Records provided -
---

//! Supabase 托管后端
//!
//! - 身份认证：GoTrue `/auth/v1`
//! - 关系存储：PostgREST `/rest/v1`
//! - 对象存储：`/storage/v1`
//! - 实时推送：Phoenix WebSocket `/realtime/v1/websocket`

mod auth;
mod objects;
mod realtime;
mod rest;

pub use realtime::decode_insert;

use std::time::Duration;

use reqwest::{Client, RequestBuilder, Response};
use tracing::info;

use crate::config::BaasConfig;
use crate::errors::{PortalError, Result};

#[derive(Clone)]
pub struct SupabaseClient {
    http: Client,
    base_url: String,
    api_key: String,
    bucket: String,
    heartbeat: Duration,
    // 调用者的 access token，表与存储请求以该身份执行
    bearer: Option<String>,
}

impl SupabaseClient {
    pub fn new(config: &BaasConfig) -> Result<Self> {
        let base_url = config.url.trim_end_matches('/').to_string();
        if !(base_url.starts_with("https://") || base_url.starts_with("http://")) {
            return Err(PortalError::backend_config(format!(
                "Supabase URL must start with http:// or https://, got '{base_url}'"
            )));
        }
        if config.anon_key.is_empty() {
            return Err(PortalError::backend_config("Supabase API key is missing"));
        }

        let http = Client::builder()
            .timeout(Duration::from_secs(config.request_timeout_secs))
            .build()
            .map_err(|e| PortalError::backend_config(format!("HTTP client init failed: {e}")))?;

        info!("Supabase backend configured for {}", base_url);

        Ok(Self {
            http,
            base_url,
            api_key: config.anon_key.clone(),
            bucket: config.materials_bucket.clone(),
            heartbeat: Duration::from_secs(config.realtime_heartbeat_secs.max(1)),
            bearer: None,
        })
    }

    /// 以登录用户身份访问的副本
    pub fn with_bearer(&self, access_token: &str) -> Self {
        Self {
            bearer: Some(access_token.to_string()),
            ..self.clone()
        }
    }

    fn endpoint(&self, path: &str) -> String {
        format!("{}{}", self.base_url, path)
    }

    /// 附加项目密钥；bearer 为空时使用项目密钥本身
    fn authorized(&self, builder: RequestBuilder, bearer: Option<&str>) -> RequestBuilder {
        builder
            .header("apikey", &self.api_key)
            .bearer_auth(bearer.unwrap_or(&self.api_key))
    }

    /// 表与存储请求：有调用者令牌时使用该令牌
    fn as_caller(&self, builder: RequestBuilder) -> RequestBuilder {
        self.authorized(builder, self.bearer.as_deref())
    }

    /// 非 2xx 响应转换为错误，保留服务端返回的消息
    async fn check(response: Response) -> Result<Response> {
        let status = response.status();
        if status.is_success() {
            return Ok(response);
        }
        let body = response.text().await.unwrap_or_default();
        let message = format!("{status}: {body}");
        if status == reqwest::StatusCode::UNAUTHORIZED
            || status == reqwest::StatusCode::BAD_REQUEST && body.contains("invalid_grant")
        {
            Err(PortalError::authentication(message))
        } else {
            Err(PortalError::backend_request(message))
        }
    }

    fn realtime_url(&self) -> String {
        let ws_base = if let Some(rest) = self.base_url.strip_prefix("https://") {
            format!("wss://{rest}")
        } else if let Some(rest) = self.base_url.strip_prefix("http://") {
            format!("ws://{rest}")
        } else {
            self.base_url.clone()
        };
        format!(
            "{ws_base}/realtime/v1/websocket?apikey={}&vsn=1.0.0",
            urlencoding::encode(&self.api_key)
        )
    }
}

#[cfg(test)]
mod tests {
    use super::*;
    use crate::baas::{ObjectStore, Storage, create_backend};
    use actix_web::{App, HttpRequest, HttpResponse, HttpServer, web};
    use std::sync::{Arc, Mutex};

    // (apikey, authorization)
    type SeenHeaders = Arc<Mutex<Vec<(String, String)>>>;

    async fn record_headers(req: HttpRequest, seen: web::Data<SeenHeaders>) -> HttpResponse {
        let header = |name: &str| {
            req.headers()
                .get(name)
                .and_then(|v| v.to_str().ok())
                .unwrap_or_default()
                .to_string()
        };
        seen.lock()
            .unwrap()
            .push((header("apikey"), header("authorization")));
        HttpResponse::Ok().json(Vec::<serde_json::Value>::new())
    }

    /// 本地替身服务，记录每个请求的鉴权头
    fn header_recorder() -> (String, SeenHeaders) {
        let seen = SeenHeaders::default();
        let data = web::Data::new(seen.clone());
        let server = HttpServer::new(move || {
            App::new()
                .app_data(data.clone())
                .default_service(web::to(record_headers))
        })
        .workers(1)
        .bind(("127.0.0.1", 0))
        .unwrap();
        let addr = server.addrs()[0];
        actix_web::rt::spawn(server.run());
        (format!("http://{addr}"), seen)
    }

    fn last_seen(seen: &SeenHeaders) -> (String, String) {
        seen.lock().unwrap().last().cloned().unwrap()
    }

    fn config(url: &str, key: &str) -> BaasConfig {
        BaasConfig {
            provider: "supabase".to_string(),
            url: url.to_string(),
            anon_key: key.to_string(),
            ..BaasConfig::default()
        }
    }

    #[test]
    fn test_rejects_bad_configuration() {
        assert!(SupabaseClient::new(&config("project.supabase.co", "key")).is_err());
        assert!(SupabaseClient::new(&config("https://project.supabase.co", "")).is_err());
    }

    #[test]
    fn test_endpoints() {
        let client = SupabaseClient::new(&config("https://project.supabase.co/", "anon")).unwrap();
        assert_eq!(
            client.endpoint("/rest/v1/materials"),
            "https://project.supabase.co/rest/v1/materials"
        );
        assert_eq!(
            client.realtime_url(),
            "wss://project.supabase.co/realtime/v1/websocket?apikey=anon&vsn=1.0.0"
        );
    }

    #[actix_web::test]
    async fn test_table_calls_carry_caller_token() {
        let (url, seen) = header_recorder();
        let client = SupabaseClient::new(&config(&url, "anon")).unwrap();

        client.list_materials().await.unwrap();
        assert_eq!(last_seen(&seen), ("anon".to_string(), "Bearer anon".to_string()));

        let caller = client.with_bearer("user-jwt");
        caller.list_materials().await.unwrap();
        assert_eq!(
            last_seen(&seen),
            ("anon".to_string(), "Bearer user-jwt".to_string())
        );

        caller
            .upload("notes.pdf", bytes::Bytes::from_static(b"%PDF"), "application/pdf")
            .await
            .unwrap();
        assert_eq!(last_seen(&seen).1, "Bearer user-jwt");
    }

    #[actix_web::test]
    async fn test_backend_view_uses_caller_token() {
        let (url, seen) = header_recorder();
        let backend = create_backend(&config(&url, "anon")).await.unwrap();

        backend.with_bearer("student-jwt").storage.list_students().await.unwrap();
        assert_eq!(last_seen(&seen).1, "Bearer student-jwt");

        backend.storage.list_events().await.unwrap();
        assert_eq!(last_seen(&seen).1, "Bearer anon");
    }
}
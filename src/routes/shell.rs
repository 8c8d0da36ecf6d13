use actix_web::{HttpRequest, HttpResponse, Result as ActixResult, web};
use once_cell::sync::Lazy;

use crate::middlewares;
use crate::models::shell::{NavigateRequest, OpenShellRequest};
use crate::services::ShellService;
use crate::utils::SafeShellId;

// 懒加载的全局 ShellService 实例
static SHELL_SERVICE: Lazy<ShellService> = Lazy::new(ShellService::new_lazy);

pub async fn open_shell(
    req: HttpRequest,
    open_data: Option<web::Json<OpenShellRequest>>,
) -> ActixResult<HttpResponse> {
    let open_request = open_data.map(|d| d.into_inner()).unwrap_or_default();
    SHELL_SERVICE.open(open_request, &req).await
}

pub async fn shell_state(req: HttpRequest, shell_id: SafeShellId) -> ActixResult<HttpResponse> {
    SHELL_SERVICE.state(&shell_id.0, &req).await
}

pub async fn navigate_shell(
    req: HttpRequest,
    shell_id: SafeShellId,
    navigate_data: web::Json<NavigateRequest>,
) -> ActixResult<HttpResponse> {
    SHELL_SERVICE
        .navigate(&shell_id.0, navigate_data.into_inner(), &req)
        .await
}

pub async fn close_shell(req: HttpRequest, shell_id: SafeShellId) -> ActixResult<HttpResponse> {
    SHELL_SERVICE.close(&shell_id.0, &req).await
}

// 配置路由
pub fn configure_shell_routes(cfg: &mut web::ServiceConfig) {
    cfg.service(
        web::scope("/api/v1/shell")
            .wrap(middlewares::RequireSession)
            .route("", web::post().to(open_shell))
            .route("/{shell_id}", web::get().to(shell_state))
            .route("/{shell_id}", web::delete().to(close_shell))
            .route("/{shell_id}/view", web::put().to(navigate_shell)),
    );
}

#[cfg(test)]
mod tests {
    use super::*;
    use crate::routes::chat::configure_chat_routes;
    use crate::services::test_support::{
        STUDENT_EMAIL, STUDENT_PASSWORD, TEACHER_EMAIL, TEACHER_PASSWORD, bearer, memory_context,
    };
    use actix_web::{App, test};
    use serde_json::{Value, json};

    #[actix_web::test]
    async fn test_unread_flag_follows_chat_view() {
        let (_, context) = memory_context();
        let teacher = bearer(&context, TEACHER_EMAIL, TEACHER_PASSWORD).await;
        let student = bearer(&context, STUDENT_EMAIL, STUDENT_PASSWORD).await;
        let app = test::init_service(
            App::new()
                .configure(|cfg| context.register(cfg))
                .configure(configure_shell_routes)
                .configure(configure_chat_routes),
        )
        .await;

        let req = test::TestRequest::post()
            .uri("/api/v1/shell")
            .insert_header(("Authorization", student.clone()))
            .set_json(json!({ "path": "/materials" }))
            .to_request();
        let body: Value = test::call_and_read_body_json(&app, req).await;
        assert_eq!(body["data"]["roleLabel"], "Student");
        assert!(
            body["data"]["navigation"]
                .as_array()
                .unwrap()
                .iter()
                .all(|item| item["path"] != "/students")
        );
        let shell_id = body["data"]["shellId"].as_str().unwrap().to_string();

        let req = test::TestRequest::post()
            .uri("/api/v1/chat/messages")
            .insert_header(("Authorization", teacher))
            .set_json(json!({ "text": "Homework is up" }))
            .to_request();
        test::call_service(&app, req).await;

        let req = test::TestRequest::get()
            .uri(&format!("/api/v1/shell/{shell_id}"))
            .insert_header(("Authorization", student.clone()))
            .to_request();
        let body: Value = test::call_and_read_body_json(&app, req).await;
        assert_eq!(body["data"]["hasUnreadMessages"], true);

        let req = test::TestRequest::put()
            .uri(&format!("/api/v1/shell/{shell_id}/view"))
            .insert_header(("Authorization", student.clone()))
            .set_json(json!({ "path": "/chat" }))
            .to_request();
        let body: Value = test::call_and_read_body_json(&app, req).await;
        assert_eq!(body["data"]["activeView"], "/chat");
        assert_eq!(body["data"]["hasUnreadMessages"], false);

        let req = test::TestRequest::delete()
            .uri(&format!("/api/v1/shell/{shell_id}"))
            .insert_header(("Authorization", student.clone()))
            .to_request();
        let resp = test::call_service(&app, req).await;
        assert!(resp.status().is_success());

        let req = test::TestRequest::get()
            .uri(&format!("/api/v1/shell/{shell_id}"))
            .insert_header(("Authorization", student))
            .to_request();
        let resp = test::call_service(&app, req).await;
        assert_eq!(resp.status(), 404);
    }

    #[actix_web::test]
    async fn test_shell_is_owner_scoped() {
        let (_, context) = memory_context();
        let teacher = bearer(&context, TEACHER_EMAIL, TEACHER_PASSWORD).await;
        let student = bearer(&context, STUDENT_EMAIL, STUDENT_PASSWORD).await;
        let app = test::init_service(
            App::new()
                .configure(|cfg| context.register(cfg))
                .configure(configure_shell_routes),
        )
        .await;

        let req = test::TestRequest::post()
            .uri("/api/v1/shell")
            .insert_header(("Authorization", teacher))
            .to_request();
        let body: Value = test::call_and_read_body_json(&app, req).await;
        let shell_id = body["data"]["shellId"].as_str().unwrap().to_string();

        let req = test::TestRequest::get()
            .uri(&format!("/api/v1/shell/{shell_id}"))
            .insert_header(("Authorization", student))
            .to_request();
        let resp = test::call_service(&app, req).await;
        assert_eq!(resp.status(), 404);
    }
}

---

Description of the task -
From the records above, pick out and copy each line holding the word "PortalError".

Task answer -
use crate::errors::{PortalError, Result};
            return Err(PortalError::backend_config(format!(
            return Err(PortalError::backend_config("Supabase API key is missing"));
            .map_err(|e| PortalError::backend_config(format!("HTTP client init failed: {e}")))?;
            Err(PortalError::authentication(message))
            Err(PortalError::backend_request(message))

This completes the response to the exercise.